Introduction: Early treatment of ruptured intracranial aneurysms is the standard of care either with operative microsurgery or endovascular coil embolization. Development of vasospasm occurs across as a significant percentage of patients with ruptured aneurysms. Previous studies estimate approximately 33% of patients present in a delayed fashion with symptomatic vasospasm, attributed primarily to restricted cerebral blood flow and multifocal cerebral infarctions secondary to arterial narrowing. Microsurgical clipping is avoided in patients with vasospasm given need for vessel manipulation and resultant worsening vasospasm. Combined vasospasm treatment using intra-arterial nicardipine with coil embolization of aneurysm may be a safe and effective treatment standard for these patients as documented herein.
Methods: On retrospective analysis, 17 patients of a total 342 presenting with confirmed intracranial aneurysmal rupture at our institution between November 2008 and July 2013 were treated for vasospasm using intra-arterial nicardipine during coil embolization. Variables collected included upon admission included postbleed day, presenting symptoms, Hunt and Hess scores, Fisher grades, aneurysm size, aneurysmal location, and distribution of vasospasm. Such variables were compared with general clinical outcomes across the cohort in addition to those patients presenting similarly in vasospasm who did not receive intra-arterial nicardipine therapy.
Results: Endovascular treatment was performed successfully in all patients with resolution of vasospasm and obliteration of aneurysm. The intra-arterial nicardipine dose administered in these cases ranged from 5 mg-68 mg (mean, 23 mg). 7 patients required repeat vasospasm treatment in a subsequent session. 12 patients made a good recovery by discharge, 2 were deemed moderately disabled, and 3 passed away while over their initial hospital course. There were no immediate procedure-related complications.
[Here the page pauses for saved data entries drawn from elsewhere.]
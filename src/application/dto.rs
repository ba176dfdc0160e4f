use crate::domain::{
    LaunchPayload, OrderDescriptor, ReceiverDescriptor, ReceiverType, RefundDescriptor, ReturnOrderDescriptor,
    SharingOrderDescriptor, TarType, Terminal, UnfreezeDescriptor,
};
use chrono::NaiveDate;
use serde::{Deserialize, Serialize};

/// 创建支付请求
#[derive(Debug, Deserialize)]
pub struct CreatePaymentRequest {
    /// 支付终端
    pub terminal: Terminal,

    /// 订单信息
    #[serde(flatten)]
    pub order: OrderDescriptor,
}

/// 支付结果
#[derive(Debug, Serialize)]
pub struct PayResult {
    /// 客户端调起支付的数据
    pub config: LaunchPayload,

    /// 支付方式
    pub pay_type: String,

    /// 支付渠道
    pub pay_channel: String,
}

impl PayResult {
    pub fn wechat(terminal: Terminal, config: LaunchPayload) -> Self {
        Self {
            config,
            pay_type: "wechat".to_string(),
            pay_channel: terminal.name().to_string(),
        }
    }
}

/// 退款请求
#[derive(Debug, Deserialize)]
pub struct CreateRefundRequest {
    #[serde(default)]
    pub terminal: Option<Terminal>,

    #[serde(flatten)]
    pub refund: RefundDescriptor,
}

/// 查询参数中的终端
#[derive(Debug, Default, Deserialize)]
pub struct TerminalQuery {
    #[serde(default)]
    pub terminal: Option<Terminal>,
}

/// 请求分账
#[derive(Debug, Deserialize)]
pub struct CreateSharingOrderRequest {
    #[serde(default)]
    pub terminal: Option<Terminal>,

    #[serde(flatten)]
    pub order: SharingOrderDescriptor,
}

/// 查询分账结果的参数
#[derive(Debug, Deserialize)]
pub struct SharingOrderQuery {
    #[serde(default)]
    pub terminal: Option<Terminal>,
    pub transaction_id: String,
}

/// 请求分账回退
#[derive(Debug, Deserialize)]
pub struct CreateReturnOrderRequest {
    #[serde(default)]
    pub terminal: Option<Terminal>,

    #[serde(flatten)]
    pub order: ReturnOrderDescriptor,
}

/// 查询分账回退的参数
#[derive(Debug, Deserialize)]
pub struct ReturnOrderQuery {
    #[serde(default)]
    pub terminal: Option<Terminal>,
    pub out_order_no: String,
}

/// 解冻剩余资金
#[derive(Debug, Deserialize)]
pub struct UnfreezeRequest {
    #[serde(default)]
    pub terminal: Option<Terminal>,

    #[serde(flatten)]
    pub unfreeze: UnfreezeDescriptor,
}

/// 添加分账接收方
#[derive(Debug, Deserialize)]
pub struct AddReceiverRequest {
    #[serde(default)]
    pub terminal: Option<Terminal>,

    #[serde(flatten)]
    pub receiver: ReceiverDescriptor,
}

/// 删除分账接收方
#[derive(Debug, Deserialize)]
pub struct DeleteReceiverRequest {
    #[serde(default)]
    pub terminal: Option<Terminal>,
    #[serde(rename = "type")]
    pub receiver_type: ReceiverType,
    pub account: String,
}

/// 申请分账账单的参数
#[derive(Debug, Deserialize)]
pub struct BillQuery {
    #[serde(default)]
    pub terminal: Option<Terminal>,
    pub bill_date: NaiveDate,
    #[serde(default)]
    pub tar_type: Option<TarType>,
}

/// 证书刷新结果
#[derive(Debug, Serialize)]
pub struct CertificatesRefreshed {
    pub serial_nos: Vec<String>,
}

/// 错误响应
#[derive(Debug, Serialize)]
pub struct ErrorResponse {
    pub error: String,
    pub message: String,
}

impl ErrorResponse {
    pub fn new(error: impl Into<String>, message: impl Into<String>) -> Self {
        Self {
            error: error.into(),
            message: message.into(),
        }
    }
}
use crate::domain::SignatureError;
use crate::infrastructure::certificates::PlatformCertificates;
use crate::infrastructure::crypto::{build_verify_message, verify_signature};
use crate::ports::wechat_pay_port::{
    HEADER_NONCE, HEADER_SERIAL, HEADER_SIGNATURE, HEADER_TIMESTAMP, SignatureHeaders,
};
use chrono::{DateTime, Utc};

/// 允许的时钟偏移（秒）
pub const MAX_CLOCK_OFFSET: i64 = 300;

/// 唯一支持的签名类型
pub const SIGNATURE_TYPE_RSA: &str = "WECHATPAY2-SHA256-RSA2048";

/// 回调通知、应答的验签器
#[derive(Debug, Clone, Copy)]
pub struct NotificationVerifier {
    max_clock_offset: i64,
}

impl Default for NotificationVerifier {
    fn default() -> Self {
        Self {
            max_clock_offset: MAX_CLOCK_OFFSET,
        }
    }
}

impl NotificationVerifier {
    pub fn new() -> Self {
        Self::default()
    }

    pub fn with_max_clock_offset(mut self, seconds: i64) -> Self {
        self.max_clock_offset = seconds;
        self
    }

    pub fn verify(
        &self,
        headers: &SignatureHeaders,
        body: &str,
        certificates: &PlatformCertificates,
    ) -> Result<(), SignatureError> {
        self.verify_at(headers, body, certificates, Utc::now())
    }

    /// 以给定时间为“现在”验签
    pub fn verify_at(
        &self,
        headers: &SignatureHeaders,
        body: &str,
        certificates: &PlatformCertificates,
        now: DateTime<Utc>,
    ) -> Result<(), SignatureError> {
        let signature = require(&headers.signature, HEADER_SIGNATURE)?;
        let timestamp = require(&headers.timestamp, HEADER_TIMESTAMP)?;
        let serial = require(&headers.serial, HEADER_SERIAL)?;
        let nonce = require(&headers.nonce, HEADER_NONCE)?;

        // 无法解析的时间戳按超出偏移处理
        let ts: i64 = timestamp
            .trim()
            .parse()
            .map_err(|_| SignatureError::ClockOffsetExceeded { offset: i64::MAX })?;
        let offset = now.timestamp().saturating_sub(ts).saturating_abs();
        if offset > self.max_clock_offset {
            return Err(SignatureError::ClockOffsetExceeded { offset });
        }

        if let Some(signature_type) = &headers.signature_type {
            if signature_type != SIGNATURE_TYPE_RSA {
                return Err(SignatureError::InvalidSignature);
            }
        }

        let certificate = certificates
            .get(serial)
            .filter(|cert| !cert.is_expired_at(now))
            .ok_or_else(|| SignatureError::UnknownCertificate(serial.to_string()))?;

        let message = build_verify_message(timestamp, nonce, body);
        if verify_signature(&certificate.verifying_key, &message, signature) {
            Ok(())
        } else {
            Err(SignatureError::InvalidSignature)
        }
    }
}

fn require<'a>(value: &'a Option<String>, name: &'static str) -> Result<&'a str, SignatureError> {
    value
        .as_deref()
        .filter(|v| !v.is_empty())
        .ok_or(SignatureError::MissingHeader(name))
}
Comparison of treatment effects by vessel and distribution and pre- and post-treatment were examined in full (Tables 2, 3).
Conclusions: Administration of intra-arterial nicardipine is a generally safe and effective therapy for the treatment vasospasm during coiling of ruptured aneurysms.
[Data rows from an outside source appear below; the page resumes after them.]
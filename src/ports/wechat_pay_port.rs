use crate::domain::errors::PaymentResult;
use crate::domain::MerchantIdentity;
use async_trait::async_trait;
use std::collections::HashMap;
use std::fmt;

pub const HEADER_SIGNATURE: &str = "Wechatpay-Signature";
pub const HEADER_TIMESTAMP: &str = "Wechatpay-Timestamp";
pub const HEADER_SERIAL: &str = "Wechatpay-Serial";
pub const HEADER_NONCE: &str = "Wechatpay-Nonce";
pub const HEADER_SIGNATURE_TYPE: &str = "Wechatpay-Signature-Type";

/// 请求方法
#[derive(Debug, Clone, Copy, PartialEq, Eq)]
pub enum HttpMethod {
    Get,
    Post,
}

impl fmt::Display for HttpMethod {
    fn fmt(&self, f: &mut fmt::Formatter<'_>) -> fmt::Result {
        match self {
            HttpMethod::Get => write!(f, "GET"),
            HttpMethod::Post => write!(f, "POST"),
        }
    }
}

/// 发往微信支付的请求（path 含查询串，body 为已序列化的 JSON）
#[derive(Debug, Clone, PartialEq)]
pub struct UpstreamRequest {
    pub method: HttpMethod,
    pub path: String,
    pub body: Option<String>,
}

impl UpstreamRequest {
    pub fn get(path: impl Into<String>) -> Self {
        Self {
            method: HttpMethod::Get,
            path: path.into(),
            body: None,
        }
    }

    pub fn post_json<T: serde::Serialize>(path: impl Into<String>, body: &T) -> PaymentResult<Self> {
        Ok(Self {
            method: HttpMethod::Post,
            path: path.into(),
            body: Some(serde_json::to_string(body)?),
        })
    }

    /// 参与签名的请求体
    pub fn body_str(&self) -> &str {
        self.body.as_deref().unwrap_or("")
    }
}

/// 微信支付的原始应答
#[derive(Debug, Clone, Default)]
pub struct UpstreamResponse {
    pub status: u16,
    /// 头名统一小写
    pub headers: HashMap<String, String>,
    /// 应答体文本，验签与 JSON 解析用
    pub body: String,
    /// 原始字节，账单文件等非文本内容用
    pub raw: Vec<u8>,
}

impl UpstreamResponse {
    pub fn new(status: u16, body: impl Into<String>) -> Self {
        let body = body.into();
        Self {
            status,
            headers: HashMap::new(),
            raw: body.clone().into_bytes(),
            body,
        }
    }

    pub fn from_raw(status: u16, raw: Vec<u8>) -> Self {
        Self {
            status,
            headers: HashMap::new(),
            body: String::from_utf8_lossy(&raw).into_owned(),
            raw,
        }
    }

    pub fn with_header(mut self, name: &str, value: impl Into<String>) -> Self {
        self.headers.insert(name.to_ascii_lowercase(), value.into());
        self
    }

    pub fn header(&self, name: &str) -> Option<&str> {
        self.headers
            .get(&name.to_ascii_lowercase())
            .map(String::as_str)
    }

    pub fn is_success(&self) -> bool {
        (200..300).contains(&self.status)
    }

    pub fn signature_headers(&self) -> SignatureHeaders {
        SignatureHeaders::from_lookup(|name| self.header(name).map(str::to_string))
    }
}

/// 验签所需的请求头/应答头
#[derive(Debug, Clone, Default, PartialEq, Eq)]
pub struct SignatureHeaders {
    pub signature: Option<String>,
    pub timestamp: Option<String>,
    pub serial: Option<String>,
    pub nonce: Option<String>,
    pub signature_type: Option<String>,
}

impl SignatureHeaders {
    /// 通过任意头查找函数构造，适配不同的 HTTP 头类型
    pub fn from_lookup<F>(lookup: F) -> Self
    where
        F: Fn(&str) -> Option<String>,
    {
        Self {
            signature: lookup(HEADER_SIGNATURE),
            timestamp: lookup(HEADER_TIMESTAMP),
            serial: lookup(HEADER_SERIAL),
            nonce: lookup(HEADER_NONCE),
            signature_type: lookup(HEADER_SIGNATURE_TYPE),
        }
    }
}

/// 微信支付 HTTP 客户端端口
#[async_trait]
pub trait WeChatPayPort: Send + Sync {
    /// 以商户身份签名并发送请求
    async fn send(
        &self,
        merchant: &MerchantIdentity,
        request: &UpstreamRequest,
    ) -> PaymentResult<UpstreamResponse>;
}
Patient Care: The ability to deliver localized nicardipine therapy in a safe and effective fashion in the setting of ruptured intracranial aneurysms presents another option to clinicians in the management of vasospasm as currently one of the leading causes of morbidity and mortality in patients who survive initial insult following aneurysmal subarachnoid hemorrhage.
Learning Objectives: To document initial success demonstrated in the management of moderate to severe cerebrovascular vasospasm secondary to intracranial aneurysmal rupture through localized administration of intra-arterial nicardipine.
References: 1) Macdonald RL, Weir B. Epidemiology. In: Cerebral Vasospasm. San Diego, CA: Academic Press; 2004: 16-18.